Iraq has about 500 metric tons of yellowcake1 and low enriched uranium at Tuwaitha, which is inspected annually by the IAEA. Iraq also began vigorously trying to procure uranium ore and yellowcake; acquiring either would shorten the time Baghdad needs to produce nuclear weapons.

* A foreign government service reported that as of early 2001, Niger planned to send several tons of "pure uranium" (probably yellowcake) to Iraq. As of early 2001, Niger and Iraq reportedly were still working out arrangements for this deal, which could be for up to 500 tons of yellowcake. We do not know the status of this arrangement.

* Reports indicate Iraq also has sought uranium ore from Somalia and possibly the Democratic Republic of the Congo.

We cannot confirm whether Iraq succeeded in acquiring uranium ore and/or yellowcake from these sources. Reports suggest Iraq is shifting from domestic mining and milling of uranium to foreign acquisition. Iraq possesses significant phosphate deposits, from which uranium had been chemically extracted before Operation Desert Storm. Intelligence information on whether nuclear-related phosphate mining and/or processing has been reestablished is inconclusive, however.

* In a much less likely scenario, Baghdad could make enough fissile material for a nuclear weapon by 2005 to 2007 if it obtains suitable centrifuge tubes this year and has all the other materials and technological expertise necessary to build production-scale uranium enrichment facilities.

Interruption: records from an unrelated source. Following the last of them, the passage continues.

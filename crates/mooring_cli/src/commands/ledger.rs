//! Ledger command implementation.

use mooring_core::LocalIdManager;
use mooring_storage::{ByteStore, FileStore};
use serde::Serialize;
use std::path::Path;
use std::sync::Arc;

/// One local identity.
#[derive(Debug, Serialize)]
pub struct LedgerEntry {
    /// The local id.
    pub local_id: String,
    /// Queued commands depending on it.
    pub retain_count: u64,
    /// The server id it resolved to.
    #[serde(skip_serializing_if = "Option::is_none")]
    pub object_id: Option<String>,
}

/// Runs the ledger command.
pub fn run(path: &Path, format: &str) -> Result<(), Box<dyn std::error::Error>> {
    if !path.is_dir() {
        return Err(format!("No storage root found at {:?}", path).into());
    }
    let bytes: Arc<dyn ByteStore> = Arc::new(FileStore::open(path)?);
    let entries: Vec<LedgerEntry> = LocalIdManager::new(bytes)
        .entries()?
        .into_iter()
        .map(|(local_id, entry)| LedgerEntry {
            local_id,
            retain_count: entry.retain_count,
            object_id: entry.object_id,
        })
        .collect();

    match format {
        "json" => println!("{}", serde_json::to_string_pretty(&entries)?),
        _ => {
            println!("{} local ids", entries.len());
            for entry in &entries {
                println!(
                    "  {}  retained {}  -> {}",
                    entry.local_id,
                    entry.retain_count,
                    entry.object_id.as_deref().unwrap_or("(unresolved)")
                );
            }
        }
    }
    Ok(())
}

Remember that the INR doubted some of the information, but the CIA controlled what went into the final conclusions of the NIE. That is what Bush had in his hands when he made decisions.

Christopher Taylor

Sure, its the same data President Clinton and Congress had in 1998 when they officially made the position of the US for regime change in Iraq. It's the same intel that President Clinton used in Operation Desert Fox. There was no reason to doubt it, and plenty of reason to believe it.

Given what little we've found I think the case is overwhelming. But I don't think anti-war activists are particularly interested in evidence or facts. They oppose war at any cost, or at least by a Republican.